Elizabeth Ohene Slams Akufo Addo for “Scam” Promises

Ms. Elizabeth Akua Ohene, former Minister of State in Charge of Tertiary Education in the previous New Patriotic Party (NPP) administration has slammed President Akufo Addo for not fulfilling his promises to Ghanaians.

“For someone who is so keen to be seen as a deliverer, our President is running late with one promise. President Nana Addo Dankwa Akufo-Addo said he would try and give two press conferences every year. Here we are, almost at the end of September, and he has not yet given one press conference this year,” she wrote in a statement published online today September 27, 2019.

Already, there is a pervasive social media trend where people are tagging scams to regular acts of deception perpetrated by Ghanaians and politicians.

According to the former minister, she took note of this clear breach of promise when she noticed that President Akufo Addo has been answering important questions of national issues only on his foreign trips, including the recent damning “mistake” answer to queries about why his government let off the notorious Chinese illegal miner, Aisha Huang.

Ms Ohene also questioned why President Akufo Addo chose Angola as the venue to explain his administration’s reported involvement in the US$ 1 billion Power Distribution Services (PDS) scandal.

“We all knew what his government thought and said about the PDS brouhaha because his Minister of Information, Kojo Oppong Nkrumah, kept us abreast of the details.  But when Mr President went to Angola, he spoke publicly about the PDS and we heard from the horse’s own mouth what his thoughts were on the subject. The PDS controversy had been raging for almost a fortnight before the President went to Angola,” Ms Ohene wrote.

Ms Ohene was expressing views that appear to have resonated with several others in the country. Critics are pointing out the increasing alienation of the President from issues happening in the country.


“This President of ours unnerved everybody at a press conference last year when he answered a question put to him by simply saying he did not know. That certainly was not part of the normal script. Presidents don’t usually say they don’t know something, they are supposed to know or pretend they do even when they don’t,” the article by Ms. Ohene read.

She particularly noted how bodyguards of the President pummelled one Solomon Owusu who asked the President the uncomfortable question on illegal mining during the President’s Speech at the Rutgers University in New York.

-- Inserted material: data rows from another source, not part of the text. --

//! Insertion-ordered counting.

use std::borrow::Borrow;
use std::hash::Hash;

use cord_types::GroupCount;
use rustc_hash::FxHashMap;

/// Counts keys while remembering the order each key was first seen.
///
/// Entries live in a `Vec` in first-encounter order; the map only stores each
/// key's slot. Ranking with a stable sort then breaks count ties by first
/// encounter for free.
#[derive(Debug, Clone)]
pub(crate) struct OrderedCounter<K> {
    slots: FxHashMap<K, usize>,
    entries: Vec<(K, usize)>,
}

impl<K> Default for OrderedCounter<K> {
    fn default() -> Self {
        Self {
            slots: FxHashMap::default(),
            entries: Vec::new(),
        }
    }
}

impl<K: Hash + Eq + Clone> OrderedCounter<K> {
    pub(crate) fn new() -> Self {
        Self::default()
    }

    /// Increments `key`, inserting it with count 1 on first sight.
    ///
    /// Allocates an owned key only the first time a key is seen.
    #[inline]
    pub(crate) fn add<Q>(&mut self, key: &Q)
    where
        K: Borrow<Q>,
        Q: Hash + Eq + ToOwned<Owned = K> + ?Sized,
    {
        if let Some(&slot) = self.slots.get(key) {
            self.entries[slot].1 += 1;
            return;
        }
        let owned = key.to_owned();
        self.slots.insert(owned.clone(), self.entries.len());
        self.entries.push((owned, 1));
    }

    #[inline]
    pub(crate) fn get<Q>(&self, key: &Q) -> Option<usize>
    where
        K: Borrow<Q>,
        Q: Hash + Eq + ?Sized,
    {
        self.slots.get(key).map(|&slot| self.entries[slot].1)
    }

    pub(crate) fn len(&self) -> usize {
        self.entries.len()
    }

    /// Entries in first-encounter order.
    pub(crate) fn entries(&self) -> &[(K, usize)] {
        &self.entries
    }

    /// The `n` highest counts, descending; ties keep first-encounter order.
    pub(crate) fn top(&self, n: usize) -> GroupCount<K> {
        if n == 0 || self.entries.is_empty() {
            return GroupCount::new();
        }
        let mut ranked = self.entries.clone();
        // `sort_by` is stable: equal counts stay in first-encounter order.
        ranked.sort_by(|a, b| b.1.cmp(&a.1));
        ranked.truncate(n);
        GroupCount::from_entries(ranked)
    }
}
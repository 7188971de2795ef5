//! Per-record scalar features.

use crate::record::ValidatedRecord;

/// Counts whitespace-separated words.
///
/// Runs of whitespace collapse, and leading or trailing whitespace produces no
/// empty segment, so `""` and `"   "` both count as zero.
///
/// ```
/// use cord_core::features::word_count;
///
/// assert_eq!(word_count("a b  c"), 3);
/// assert_eq!(word_count(""), 0);
/// ```
#[inline]
pub fn word_count(text: &str) -> usize {
    text.split_whitespace().count()
}

/// Fills `title_word_count` and `abstract_word_count` on every record.
///
/// Re-running on already enriched records writes identical values.
pub fn derive_features(records: &mut [ValidatedRecord]) {
    for record in records.iter_mut() {
        record.derive_word_counts();
    }
    tracing::debug!(records = records.len(), "derived word counts");
}
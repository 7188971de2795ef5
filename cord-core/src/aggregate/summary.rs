//! One-call bundle of every aggregation, for reports.

use core::fmt;

use cord_types::{AnalysisConfig, GroupCount};
use serde::Serialize;

use crate::aggregate::groups::{count_by_year, top_journals, top_sources, top_title_tokens};
use crate::analyzer::StopwordSet;
use crate::record::ValidatedRecord;

/// Aggregations over one record set.
#[derive(Debug, Clone, PartialEq, Serialize)]
pub struct CorpusSummary {
    /// Number of records aggregated.
    pub records: usize,
    /// Mean `title_word_count`, 0.0 for an empty set.
    pub mean_title_words: f64,
    /// Mean `abstract_word_count`, 0.0 for an empty set.
    pub mean_abstract_words: f64,
    /// Records per publication year, ascending.
    pub by_year: GroupCount<i32>,
    /// Most frequent journals, capped at `top_n`.
    pub top_journals: GroupCount<String>,
    /// Most frequent sources, capped at `top_n`.
    pub top_sources: GroupCount<String>,
    /// Most frequent non-stopword title tokens, capped at `title_top_n`.
    pub top_title_words: GroupCount<String>,
}

impl CorpusSummary {
    /// Computes all aggregations. `records` should already be enriched.
    pub fn compute(records: &[ValidatedRecord], config: &AnalysisConfig) -> Self {
        let stopwords = StopwordSet::from_config(config);
        Self::compute_with(records, config, &stopwords)
    }

    /// Like [`CorpusSummary::compute`] with a prebuilt stopword set.
    pub fn compute_with(
        records: &[ValidatedRecord],
        config: &AnalysisConfig,
        stopwords: &StopwordSet,
    ) -> Self {
        Self {
            records: records.len(),
            mean_title_words: mean(records, ValidatedRecord::title_word_count),
            mean_abstract_words: mean(records, ValidatedRecord::abstract_word_count),
            by_year: count_by_year(records),
            top_journals: top_journals(records, config.top_n),
            top_sources: top_sources(records, config.top_n),
            top_title_words: top_title_tokens(records, config.title_top_n, stopwords),
        }
    }
}

fn mean(records: &[ValidatedRecord], f: fn(&ValidatedRecord) -> usize) -> f64 {
    if records.is_empty() {
        return 0.0;
    }
    records.iter().map(f).sum::<usize>() as f64 / records.len() as f64
}

impl fmt::Display for CorpusSummary {
    fn fmt(&self, f: &mut fmt::Formatter<'_>) -> fmt::Result {
        writeln!(f, "Records             : {}", self.records)?;
        writeln!(f, "Mean title words    : {:.2}", self.mean_title_words)?;
        writeln!(f, "Mean abstract words : {:.2}", self.mean_abstract_words)?;
        writeln!(f, "\n-- Papers per year --")?;
        write!(f, "{}", self.by_year)?;
        writeln!(f, "\n-- Top journals --")?;
        write!(f, "{}", self.top_journals)?;
        writeln!(f, "\n-- Top sources --")?;
        write!(f, "{}", self.top_sources)?;
        writeln!(f, "\n-- Most common title words --")?;
        write!(f, "{}", self.top_title_words)
    }
}

#[cfg(test)]
mod tests {
    use super::*;
    use chrono::NaiveDate;

    fn rec(title: &str, abstract_text: &str, year: i32) -> ValidatedRecord {
        ValidatedRecord::new(
            title,
            abstract_text,
            NaiveDate::from_ymd_opt(year, 1, 1).unwrap(),
            Some("J".into()),
            Some("S".into()),
        )
        .unwrap()
        .enriched()
    }

    #[test]
    fn empty_summary() {
        let s = CorpusSummary::compute(&[], &AnalysisConfig::default());
        assert_eq!(s.records, 0);
        assert_eq!(s.mean_title_words, 0.0);
        assert!(s.by_year.is_empty());
        assert!(s.top_title_words.is_empty());
    }

    #[test]
    fn summary_uses_config_caps() {
        let records = vec![
            rec("alpha beta gamma", "one two", 2020),
            rec("alpha delta", "", 2021),
        ];
        let config = AnalysisConfig {
            title_top_n: 1,
            ..AnalysisConfig::default()
        };
        let s = CorpusSummary::compute(&records, &config);
        assert_eq!(s.records, 2);
        assert_eq!(s.mean_title_words, 2.5);
        assert_eq!(s.mean_abstract_words, 1.0);
        assert_eq!(s.by_year.len(), 2);
        assert_eq!(s.top_journals.get(&"J".to_string()), Some(2));
        assert_eq!(s.top_title_words.into_vec(), vec![("alpha".to_string(), 2)]);
    }

    #[test]
    fn display_has_sections() {
        let s = CorpusSummary::compute(&[rec("a b", "", 2020)], &AnalysisConfig::default());
        let text = s.to_string();
        assert!(text.contains("Papers per year"));
        assert!(text.contains("Most common title words"));
    }
}
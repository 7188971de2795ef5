//! Cleaning and term-frequency aggregation for document metadata exports.
//!
//! Data flows through the crate in one direction:
//!
//! ```text
//! RawRecord --clean--> ValidatedRecord --derive_features--> enriched records
//!                                                            |
//!                     +--------------------------------------+
//!                     |                                      |
//!              aggregate (full set)        filter_by_year_range -> aggregate
//! ```
//!
//! Every stage takes its input as a parameter and returns a new value. There
//! is no global state and no caching, so the interactive path is simply the
//! static path called again on a filtered slice.
//!
//! ```
//! use cord_core::{aggregate, clean, features, filter};
//! use cord_types::RawRecord;
//!
//! let raw = vec![
//!     RawRecord::new().with("title", "Virus Spread Study").with("publish_time", "2020-03-01"),
//!     RawRecord::new().with("title", "").with("publish_time", "2021-01-01"),
//!     RawRecord::new().with("title", "Another Paper").with("publish_time", "not-a-date"),
//! ];
//!
//! let mut records = clean::clean(&raw);
//! features::derive_features(&mut records);
//!
//! assert_eq!(records.len(), 1);
//! assert_eq!(records[0].title_word_count(), 3);
//!
//! let subset = filter::filter_by_year_range(&records, 2020, 2020).unwrap();
//! assert_eq!(aggregate::count_by_year(&subset).into_vec(), vec![(2020, 1)]);
//! ```

#![warn(missing_docs)]

pub mod aggregate;
pub mod analyzer;
pub mod clean;
pub mod features;
pub mod filter;
pub mod io;
pub mod profile;
pub mod record;

pub use aggregate::{
    count_by_year, top_journals, top_sources, top_title_tokens, CorpusSummary,
    TokenFrequencyTable,
};
pub use analyzer::{tokenize, StopwordSet, Tokenizer};
pub use clean::{clean, clean_with_report, parse_publish_date, CleanReport};
pub use features::{derive_features, word_count};
pub use filter::{
    filter_by_year_range, filter_in_range, resolve_selection, year_bounds, YearRange,
};
pub use record::ValidatedRecord;

pub use cord_types::{AnalysisConfig, GroupCount, RangeError, RawRecord};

“…Then now we have Nana Addo Dankwa Akufo-Addo, who has spent a lifetime in the rough and tumble of courtroom drama and the even rougher field of competitive politics, I can’t imagine that he would shy away from difficult or inconvenient questions. Which is why I am unimpressed with the incident that took place at the entrance to the President’s speech at Rutgers last Saturday when a Ghanaian young man said he was denied entry to the event and has posted a video of his complaints,” Ms Ohene stated.